In response to the increasing demand for multi-frequency antennas, in order to provide mobile phone antennas that meet multi-frequency applications, we propose a multi-frequency antenna that can be formed on a support substrate. The metal wires electrically connected at the position cooperate to realize the five-frequency operation of GSM850/900 (820-960MHz)/DCS (1710-1880MHz)/PCS (1850-1990)/UMTS (1920-2170MHz). The antenna of the present invention is a half-wavelength resonant mode of a loop antenna in the low frequency part. This resonant mode can cover the operation requirements of GSM850/900, while the high frequency part is a broadband operation synthesized by two resonant modes. The specific resonant mechanism Will be introduced later. The bandwidth of the low-frequency operating frequency band of the antenna of the present invention is about 140MHz (820～960MHz), which can cover the operation of GSM850/900, and the bandwidth of the high-frequency operating frequency band is about 460MHz (1700～2170), and can also cover DCS/PCS/ The operation of UMTS meets the application requirements of the actual mobile phone system.

As mentioned above, the purpose of the present invention is to provide a multi-frequency mobile phone antenna, which can not only meet the requirements of the GSM850/900/DCS/PCS/UMTS operating frequency band, but also has a simple structure and a clear operating mechanism. It has industrial application value.

The antenna of the present invention includes: a ground plane, a supporting base and a radiating metal part. The ground plane has a first short-circuit point and a second short-circuit point; the shape of the support base is roughly hexahedron, and its material can be plastic or ceramics or Styrofoam or microwave substrate material; and the above-mentioned radiating metal part is attached to the support base surface, and the radiating metal part includes: a first radiating metal wire, a radiating metal sheet, a second radiating metal wire and a parasitic radiating metal arm. The shape of the first radiating metal wire is roughly ring-shaped, and has a first end point and a second end point, wherein the first end point is the feed-in end of the antenna, used to connect to the radio frequency signal line of the mobile phone system module, and the The second terminal point is electrically connected to the first short-circuit point of the ground plane; the radiating metal sheet is electrically connected to a section of the first radiating metal wire; the shape of the second radiating metal wire is roughly an inverted L shape, Surrounded by the first radiating metal wire, and one end point of the second radiating metal wire is electrically connected to the first radiating metal wire; the shape of the parasitic radiating metal arm is also roughly an inverted L shape, and has been bent once, and the parasitic radiating metal arm One terminal of the arm is electrically connected to the second short circuit point of the ground plane.

If the antenna of the present invention is applied to a mobile phone system, the ground plane is the system ground plane of the internal circuit of the mobile phone, on which system modules and circuit elements can be arranged.

In the present invention, the first radiating metal wire is used to resonate the half-wavelength and full-wavelength resonant modes (operating at 1000MHz and 1800MHz respectively), and then cooperate with the radiating metal sheet and the parasitic radiating metal arm to extend the first radiating metal wire. The effective resonant path makes the resonance frequency of the first resonant mode (half-wavelength mode) of the first radiating metal line drop, and also cooperates with the third resonant mode provided by the second radiating metal line, and the full-wavelength mode of the first radiating metal line mode synthesis - wideband operation.

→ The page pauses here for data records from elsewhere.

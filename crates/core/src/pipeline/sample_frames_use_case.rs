use std::path::Path;

use thiserror::Error;

use crate::pipeline::frame_processor::{FrameProcessor, ProcessorError};
use crate::pipeline::pipeline_logger::PipelineLogger;
use crate::video::domain::frame_decoder::FrameDecoder;
use crate::video::domain::reader_error::ReaderError;
use crate::video::domain::sampling_frame_reader::SamplingFrameReader;

/// Builds a fresh decoder for every pass over an input.
pub type DecoderFactory = Box<dyn Fn() -> Box<dyn FrameDecoder> + Send>;

#[derive(Error, Debug)]
pub enum SampleError {
    #[error(transparent)]
    Reader(#[from] ReaderError),
    #[error("frame processor failed at {timestamp_ms} ms: {source}")]
    Processor {
        timestamp_ms: i64,
        #[source]
        source: ProcessorError,
    },
}

/// Running totals for one input.
#[derive(Clone, Copy, Debug, Default, PartialEq, Eq)]
pub struct RunSummary {
    pub passes: usize,
    pub total_frames: usize,
    pub last_pass_frames: usize,
}

impl RunSummary {
    fn record_pass(&mut self, frames: usize) {
        self.passes += 1;
        self.total_frames += frames;
        self.last_pass_frames = frames;
    }
}

/// Sampling pipeline: open → sample → process, repeated per pass.
///
/// Each pass constructs a new [`SamplingFrameReader`], which is the only way
/// to read a file from the start again. With `passes = None` the input is
/// re-read until a pass yields no frames.
pub struct SampleFramesUseCase {
    decoder_factory: DecoderFactory,
    processor: Box<dyn FrameProcessor>,
    logger: Box<dyn PipelineLogger>,
    sampling_rate: i64,
    passes: Option<usize>,
}

impl SampleFramesUseCase {
    pub fn new(
        decoder_factory: DecoderFactory,
        processor: Box<dyn FrameProcessor>,
        logger: Box<dyn PipelineLogger>,
        sampling_rate: i64,
        passes: Option<usize>,
    ) -> Self {
        Self {
            decoder_factory,
            processor,
            logger,
            sampling_rate,
            passes: passes.map(|n| n.max(1)),
        }
    }

    pub fn execute(&mut self, input_path: &Path) -> Result<RunSummary, SampleError> {
        let mut summary = RunSummary::default();

        loop {
            let pass = summary.passes + 1;
            let frames = self.run_pass(input_path)?;
            self.processor.reset();
            self.logger.pass_complete(pass, frames);
            summary.record_pass(frames);

            let finished = match self.passes {
                Some(limit) => pass >= limit,
                None => frames == 0,
            };
            if finished {
                break;
            }
        }

        if self.passes.is_none() {
            log::warn!(
                "Stopped looping over {} after an empty pass",
                input_path.display()
            );
        }
        self.logger.summary();
        Ok(summary)
    }

    fn run_pass(&mut self, input_path: &Path) -> Result<usize, SampleError> {
        let decoder = (self.decoder_factory)();
        let mut reader = SamplingFrameReader::open(input_path, self.sampling_rate, decoder)?;
        let metadata = reader.metadata();
        let expected = metadata
            .expected_sampled_frames(self.sampling_rate)
            .unwrap_or(0);
        self.logger.info(&format!(
            "Opened {} ({}x{}, {:.2} fps, {}, sampling every {} ms)",
            input_path.display(),
            metadata.width,
            metadata.height,
            metadata.fps,
            metadata.codec,
            reader.interval().interval_ms()
        ));

        let mut frames = 0;
        while let Some(frame) = reader.next_frame() {
            frames += 1;
            self.processor
                .process(&frame)
                .map_err(|source| SampleError::Processor {
                    timestamp_ms: frame.timestamp_ms(),
                    source,
                })?;
            self.logger.progress(frames, expected, frame.timestamp_ms());
        }
        reader.close();
        Ok(frames)
    }
}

The first resonant mode of the antenna of the present invention provides an operating bandwidth of 140MHz, which is sufficient to cover the operational requirements of GSM850/900; the second and third resonant modes are combined to form a broadband operation, providing an operating bandwidth of about 460MHz, and can cover Operational requirements of DCS/PCS/UMTS.

The return loss of the antenna provided by the present invention in the required frequency band (GSM850/900: 824-960MHz, DCS/PCS/UMTS: 1710-2170MHz) is higher than 6dB, which meets the requirements of practical applications. At the same time, the antenna design provided by the present invention has a simple structure and a clear operating mechanism, and it is easy to achieve multi-frequency requirements through design; and the radiating metal part of the antenna can be adhered to the surface of the supporting substrate, and this antenna design method using surface adhesion technology can be used. The convenience of integrating the whole antenna with the system circuit board is improved, so the antenna of the present invention is an antenna with application value.

The above and other objects and advantages of the present invention will be more apparent through the detailed description of the embodiments of the present invention with reference to the accompanying drawings.

Description of drawings

Fig. 1 is a structural diagram of an antenna according to a first embodiment of the present invention.

Fig. 2 is a structural diagram of an antenna according to a second embodiment of the present invention.

Fig. 3 is the return loss test result of the antenna according to the first embodiment of the present invention.

Fig. 4 is a radiation pattern diagram of the first resonance mode (880 MHz) of the antenna according to the first embodiment of the present invention.

Fig. 5 is a radiation pattern diagram of the second resonance mode (1840 MHz) of the antenna according to the first embodiment of the present invention.

Fig. 6 is a radiation pattern diagram of the third resonance mode (2110 MHz) of the antenna according to the first embodiment of the present invention.

Fig. 7 is a low frequency operation band gain diagram of the antenna according to the first embodiment of the present invention.

Fig. 8 is a gain diagram of the high-frequency operating band of the antenna according to the first embodiment of the present invention.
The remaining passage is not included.